REQUIRED WORK: Return all lines of the listing below that carry the word "Result".

PROVIDED DATA:

*** Block opens ***

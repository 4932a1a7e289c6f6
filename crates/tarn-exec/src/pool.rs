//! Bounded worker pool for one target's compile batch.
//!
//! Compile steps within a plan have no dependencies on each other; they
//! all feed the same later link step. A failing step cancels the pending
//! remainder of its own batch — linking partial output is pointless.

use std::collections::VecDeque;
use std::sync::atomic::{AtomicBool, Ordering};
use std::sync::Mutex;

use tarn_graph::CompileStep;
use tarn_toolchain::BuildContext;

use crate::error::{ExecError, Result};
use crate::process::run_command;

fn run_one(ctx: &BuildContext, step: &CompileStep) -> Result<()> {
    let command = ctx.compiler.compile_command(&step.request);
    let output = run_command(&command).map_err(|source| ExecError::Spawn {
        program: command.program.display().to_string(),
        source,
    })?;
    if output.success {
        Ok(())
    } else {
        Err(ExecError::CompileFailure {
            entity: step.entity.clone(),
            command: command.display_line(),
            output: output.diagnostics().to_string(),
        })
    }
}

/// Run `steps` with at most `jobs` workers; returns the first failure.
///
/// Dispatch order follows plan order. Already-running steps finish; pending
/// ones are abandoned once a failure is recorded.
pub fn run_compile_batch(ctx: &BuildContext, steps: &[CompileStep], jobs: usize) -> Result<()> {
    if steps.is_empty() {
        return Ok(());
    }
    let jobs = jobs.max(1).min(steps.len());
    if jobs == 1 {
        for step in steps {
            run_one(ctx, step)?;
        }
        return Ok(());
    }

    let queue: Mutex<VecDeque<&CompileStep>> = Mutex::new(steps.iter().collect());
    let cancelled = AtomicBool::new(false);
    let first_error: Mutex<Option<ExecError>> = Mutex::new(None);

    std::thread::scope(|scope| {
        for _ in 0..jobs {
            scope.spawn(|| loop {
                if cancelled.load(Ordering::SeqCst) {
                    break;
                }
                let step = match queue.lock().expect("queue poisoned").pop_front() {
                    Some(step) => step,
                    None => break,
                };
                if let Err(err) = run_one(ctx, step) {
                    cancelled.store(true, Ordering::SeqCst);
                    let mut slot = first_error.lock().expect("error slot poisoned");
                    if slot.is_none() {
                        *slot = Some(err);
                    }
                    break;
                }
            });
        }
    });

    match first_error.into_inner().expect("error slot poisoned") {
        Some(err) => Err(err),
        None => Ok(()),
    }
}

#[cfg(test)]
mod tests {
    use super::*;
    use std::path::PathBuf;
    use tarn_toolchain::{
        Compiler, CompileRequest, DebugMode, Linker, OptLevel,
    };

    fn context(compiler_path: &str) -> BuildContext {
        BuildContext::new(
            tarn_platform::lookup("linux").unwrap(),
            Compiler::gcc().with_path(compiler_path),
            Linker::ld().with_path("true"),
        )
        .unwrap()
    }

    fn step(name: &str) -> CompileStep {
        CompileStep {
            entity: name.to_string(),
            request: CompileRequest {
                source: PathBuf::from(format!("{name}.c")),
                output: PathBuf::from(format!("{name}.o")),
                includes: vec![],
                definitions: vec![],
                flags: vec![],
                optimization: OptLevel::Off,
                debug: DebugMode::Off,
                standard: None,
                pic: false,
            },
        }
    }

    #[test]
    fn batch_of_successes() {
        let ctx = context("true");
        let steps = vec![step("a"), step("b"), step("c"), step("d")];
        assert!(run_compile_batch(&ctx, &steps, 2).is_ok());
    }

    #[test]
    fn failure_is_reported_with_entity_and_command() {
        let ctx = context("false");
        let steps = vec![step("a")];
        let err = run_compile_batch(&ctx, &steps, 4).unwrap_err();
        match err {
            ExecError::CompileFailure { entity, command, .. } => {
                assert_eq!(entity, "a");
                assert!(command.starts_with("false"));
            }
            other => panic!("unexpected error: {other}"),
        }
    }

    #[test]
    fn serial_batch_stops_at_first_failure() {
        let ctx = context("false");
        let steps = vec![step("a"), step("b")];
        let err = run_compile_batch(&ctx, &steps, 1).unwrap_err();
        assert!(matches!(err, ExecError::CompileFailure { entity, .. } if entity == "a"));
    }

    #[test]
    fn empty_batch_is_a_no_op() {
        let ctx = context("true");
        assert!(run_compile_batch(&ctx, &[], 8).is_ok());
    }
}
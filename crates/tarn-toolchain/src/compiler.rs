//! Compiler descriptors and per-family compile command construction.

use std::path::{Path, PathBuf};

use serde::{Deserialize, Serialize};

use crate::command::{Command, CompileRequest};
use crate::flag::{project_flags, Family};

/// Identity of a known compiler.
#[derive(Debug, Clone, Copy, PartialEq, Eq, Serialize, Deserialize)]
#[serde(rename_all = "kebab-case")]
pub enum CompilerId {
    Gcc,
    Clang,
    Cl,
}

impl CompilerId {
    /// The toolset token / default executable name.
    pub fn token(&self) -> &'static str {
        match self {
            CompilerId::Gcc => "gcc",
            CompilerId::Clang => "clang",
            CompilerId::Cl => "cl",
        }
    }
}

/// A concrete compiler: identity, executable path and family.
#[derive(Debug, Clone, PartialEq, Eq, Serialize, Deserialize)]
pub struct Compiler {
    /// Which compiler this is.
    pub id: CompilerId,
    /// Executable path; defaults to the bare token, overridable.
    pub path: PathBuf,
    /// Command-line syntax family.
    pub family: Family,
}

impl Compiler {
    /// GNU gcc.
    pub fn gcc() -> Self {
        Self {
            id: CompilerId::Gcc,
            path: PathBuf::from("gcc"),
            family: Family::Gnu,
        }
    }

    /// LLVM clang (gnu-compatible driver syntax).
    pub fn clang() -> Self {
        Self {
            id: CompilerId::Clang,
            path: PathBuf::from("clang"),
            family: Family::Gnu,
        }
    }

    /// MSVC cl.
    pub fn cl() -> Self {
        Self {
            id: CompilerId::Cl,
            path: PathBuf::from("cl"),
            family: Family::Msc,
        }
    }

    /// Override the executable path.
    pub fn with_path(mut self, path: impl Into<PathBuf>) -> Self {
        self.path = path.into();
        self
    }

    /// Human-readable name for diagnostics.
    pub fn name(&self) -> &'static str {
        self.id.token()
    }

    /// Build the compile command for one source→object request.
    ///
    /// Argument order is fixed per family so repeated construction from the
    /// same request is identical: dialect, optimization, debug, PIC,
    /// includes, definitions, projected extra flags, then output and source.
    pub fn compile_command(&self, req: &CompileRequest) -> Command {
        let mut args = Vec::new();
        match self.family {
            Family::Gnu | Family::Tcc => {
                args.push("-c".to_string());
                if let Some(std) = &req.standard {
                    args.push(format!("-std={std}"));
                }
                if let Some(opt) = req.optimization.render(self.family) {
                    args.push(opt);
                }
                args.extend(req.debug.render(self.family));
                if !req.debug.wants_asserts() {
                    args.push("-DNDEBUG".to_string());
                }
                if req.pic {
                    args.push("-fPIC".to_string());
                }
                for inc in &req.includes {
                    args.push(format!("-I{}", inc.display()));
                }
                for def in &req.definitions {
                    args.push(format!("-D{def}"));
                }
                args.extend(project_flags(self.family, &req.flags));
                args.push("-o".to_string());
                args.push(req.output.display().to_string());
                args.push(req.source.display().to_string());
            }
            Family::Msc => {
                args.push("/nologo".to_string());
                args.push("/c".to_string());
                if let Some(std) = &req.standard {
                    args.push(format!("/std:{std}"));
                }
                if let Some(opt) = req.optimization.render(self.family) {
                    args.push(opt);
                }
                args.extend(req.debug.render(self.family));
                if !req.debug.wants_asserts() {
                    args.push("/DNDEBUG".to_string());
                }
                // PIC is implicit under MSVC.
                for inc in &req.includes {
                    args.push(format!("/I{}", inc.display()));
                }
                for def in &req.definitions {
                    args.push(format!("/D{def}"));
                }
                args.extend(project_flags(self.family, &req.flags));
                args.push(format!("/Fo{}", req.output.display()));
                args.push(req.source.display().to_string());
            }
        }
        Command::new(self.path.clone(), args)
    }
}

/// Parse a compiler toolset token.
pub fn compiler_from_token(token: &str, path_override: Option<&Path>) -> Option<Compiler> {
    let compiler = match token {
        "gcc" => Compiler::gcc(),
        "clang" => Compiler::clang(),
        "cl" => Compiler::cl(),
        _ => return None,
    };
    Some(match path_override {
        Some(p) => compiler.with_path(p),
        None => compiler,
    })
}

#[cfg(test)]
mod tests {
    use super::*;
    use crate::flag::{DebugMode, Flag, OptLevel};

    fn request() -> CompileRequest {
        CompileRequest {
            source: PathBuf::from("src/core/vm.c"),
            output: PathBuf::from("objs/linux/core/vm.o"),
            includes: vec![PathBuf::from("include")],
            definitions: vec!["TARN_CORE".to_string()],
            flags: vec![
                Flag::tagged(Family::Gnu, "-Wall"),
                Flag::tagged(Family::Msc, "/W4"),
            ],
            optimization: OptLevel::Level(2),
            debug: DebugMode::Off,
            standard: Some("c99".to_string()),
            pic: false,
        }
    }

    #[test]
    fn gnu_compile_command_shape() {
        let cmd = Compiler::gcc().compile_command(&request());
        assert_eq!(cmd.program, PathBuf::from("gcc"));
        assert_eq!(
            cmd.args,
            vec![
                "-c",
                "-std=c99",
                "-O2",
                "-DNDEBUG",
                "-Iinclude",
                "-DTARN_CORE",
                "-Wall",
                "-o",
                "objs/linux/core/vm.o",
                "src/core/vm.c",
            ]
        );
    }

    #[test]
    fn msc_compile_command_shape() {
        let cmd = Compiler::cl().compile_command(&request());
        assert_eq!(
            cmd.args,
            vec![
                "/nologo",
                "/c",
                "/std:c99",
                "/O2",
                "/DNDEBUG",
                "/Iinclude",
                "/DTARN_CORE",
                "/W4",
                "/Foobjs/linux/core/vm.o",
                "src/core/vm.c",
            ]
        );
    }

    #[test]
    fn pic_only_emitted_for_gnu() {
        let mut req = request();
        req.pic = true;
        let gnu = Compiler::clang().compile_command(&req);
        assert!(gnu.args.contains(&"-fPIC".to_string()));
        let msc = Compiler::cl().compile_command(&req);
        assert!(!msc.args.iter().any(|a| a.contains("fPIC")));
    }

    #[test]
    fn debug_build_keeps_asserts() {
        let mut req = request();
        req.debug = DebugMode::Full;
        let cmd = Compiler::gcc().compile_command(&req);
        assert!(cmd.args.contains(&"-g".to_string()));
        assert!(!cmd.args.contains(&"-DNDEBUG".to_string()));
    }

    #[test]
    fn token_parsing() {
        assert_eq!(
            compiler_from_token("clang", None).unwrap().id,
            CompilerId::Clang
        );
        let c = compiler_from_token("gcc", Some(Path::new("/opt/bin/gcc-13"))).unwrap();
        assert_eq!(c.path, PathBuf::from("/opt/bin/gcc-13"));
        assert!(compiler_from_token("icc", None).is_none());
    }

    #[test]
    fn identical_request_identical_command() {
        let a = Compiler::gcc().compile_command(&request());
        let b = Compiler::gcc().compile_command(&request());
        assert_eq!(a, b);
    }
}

*** Block closes ***
*** Block opens ***

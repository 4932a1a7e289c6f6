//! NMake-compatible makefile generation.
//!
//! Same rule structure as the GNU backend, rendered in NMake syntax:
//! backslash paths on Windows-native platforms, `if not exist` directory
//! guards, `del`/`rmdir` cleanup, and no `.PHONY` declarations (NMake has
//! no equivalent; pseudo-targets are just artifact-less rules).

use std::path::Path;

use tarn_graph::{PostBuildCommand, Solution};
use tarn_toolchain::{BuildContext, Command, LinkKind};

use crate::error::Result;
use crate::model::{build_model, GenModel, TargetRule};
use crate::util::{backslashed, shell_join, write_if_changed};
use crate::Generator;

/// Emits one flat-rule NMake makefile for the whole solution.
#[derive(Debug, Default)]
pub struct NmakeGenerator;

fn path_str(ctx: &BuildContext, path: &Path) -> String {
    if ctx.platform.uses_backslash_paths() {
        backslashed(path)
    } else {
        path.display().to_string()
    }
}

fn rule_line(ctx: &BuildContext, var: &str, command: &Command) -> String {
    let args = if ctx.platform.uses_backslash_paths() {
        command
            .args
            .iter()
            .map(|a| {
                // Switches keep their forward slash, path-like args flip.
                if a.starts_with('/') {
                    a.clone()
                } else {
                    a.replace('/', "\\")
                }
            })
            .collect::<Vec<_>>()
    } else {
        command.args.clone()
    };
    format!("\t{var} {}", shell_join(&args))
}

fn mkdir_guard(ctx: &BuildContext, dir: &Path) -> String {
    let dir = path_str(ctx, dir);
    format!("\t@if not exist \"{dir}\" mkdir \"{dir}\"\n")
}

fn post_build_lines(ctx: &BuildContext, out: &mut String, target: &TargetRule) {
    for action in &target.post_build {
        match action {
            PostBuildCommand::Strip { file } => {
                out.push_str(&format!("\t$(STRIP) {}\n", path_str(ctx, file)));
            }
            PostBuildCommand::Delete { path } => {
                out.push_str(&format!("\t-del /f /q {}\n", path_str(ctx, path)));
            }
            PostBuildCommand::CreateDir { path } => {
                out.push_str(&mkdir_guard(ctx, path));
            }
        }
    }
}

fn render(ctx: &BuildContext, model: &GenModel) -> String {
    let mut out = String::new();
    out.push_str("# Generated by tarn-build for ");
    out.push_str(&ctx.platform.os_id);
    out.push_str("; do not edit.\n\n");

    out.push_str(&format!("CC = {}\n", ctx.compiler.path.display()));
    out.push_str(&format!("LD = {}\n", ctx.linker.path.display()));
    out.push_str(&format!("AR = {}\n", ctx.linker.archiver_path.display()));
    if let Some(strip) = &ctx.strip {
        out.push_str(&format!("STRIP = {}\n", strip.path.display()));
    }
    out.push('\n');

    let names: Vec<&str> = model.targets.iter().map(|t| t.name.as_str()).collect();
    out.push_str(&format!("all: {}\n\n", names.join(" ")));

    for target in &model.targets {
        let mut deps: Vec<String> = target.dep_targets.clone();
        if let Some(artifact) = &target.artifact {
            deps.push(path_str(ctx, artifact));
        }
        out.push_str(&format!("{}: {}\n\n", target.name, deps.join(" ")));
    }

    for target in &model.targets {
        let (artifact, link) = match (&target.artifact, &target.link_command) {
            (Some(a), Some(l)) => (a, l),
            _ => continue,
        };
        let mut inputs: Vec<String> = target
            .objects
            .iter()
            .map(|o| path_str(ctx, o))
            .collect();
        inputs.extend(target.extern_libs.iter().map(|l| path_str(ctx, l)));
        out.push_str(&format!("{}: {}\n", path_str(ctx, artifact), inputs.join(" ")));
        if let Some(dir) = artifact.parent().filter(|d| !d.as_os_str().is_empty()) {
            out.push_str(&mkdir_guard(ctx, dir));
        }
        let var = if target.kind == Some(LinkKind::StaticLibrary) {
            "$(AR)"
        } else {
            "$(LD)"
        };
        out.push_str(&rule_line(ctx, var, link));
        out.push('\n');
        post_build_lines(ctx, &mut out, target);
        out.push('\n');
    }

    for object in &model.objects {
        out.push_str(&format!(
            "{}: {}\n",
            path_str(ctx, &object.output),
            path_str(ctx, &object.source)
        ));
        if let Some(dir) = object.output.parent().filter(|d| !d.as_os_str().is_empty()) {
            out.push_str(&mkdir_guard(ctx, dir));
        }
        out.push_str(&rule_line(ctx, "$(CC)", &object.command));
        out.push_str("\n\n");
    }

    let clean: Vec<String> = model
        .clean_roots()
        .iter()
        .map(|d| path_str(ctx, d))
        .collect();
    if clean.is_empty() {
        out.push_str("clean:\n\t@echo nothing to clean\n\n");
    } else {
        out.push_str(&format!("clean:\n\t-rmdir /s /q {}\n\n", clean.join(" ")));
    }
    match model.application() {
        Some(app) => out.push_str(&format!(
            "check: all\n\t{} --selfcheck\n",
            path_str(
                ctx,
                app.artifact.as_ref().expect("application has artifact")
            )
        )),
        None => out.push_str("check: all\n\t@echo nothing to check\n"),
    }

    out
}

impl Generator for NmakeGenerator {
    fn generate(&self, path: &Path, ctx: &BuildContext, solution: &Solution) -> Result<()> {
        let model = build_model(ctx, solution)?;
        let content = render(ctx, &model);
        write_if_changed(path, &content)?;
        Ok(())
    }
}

*** Block closes ***

WRITTEN SOLUTION:
use crate::error::{ExecError, Result};
fn run_one(ctx: &BuildContext, step: &CompileStep) -> Result<()> {
pub fn run_compile_batch(ctx: &BuildContext, steps: &[CompileStep], jobs: usize) -> Result<()> {
use crate::error::Result;
    fn generate(&self, path: &Path, ctx: &BuildContext, solution: &Solution) -> Result<()> {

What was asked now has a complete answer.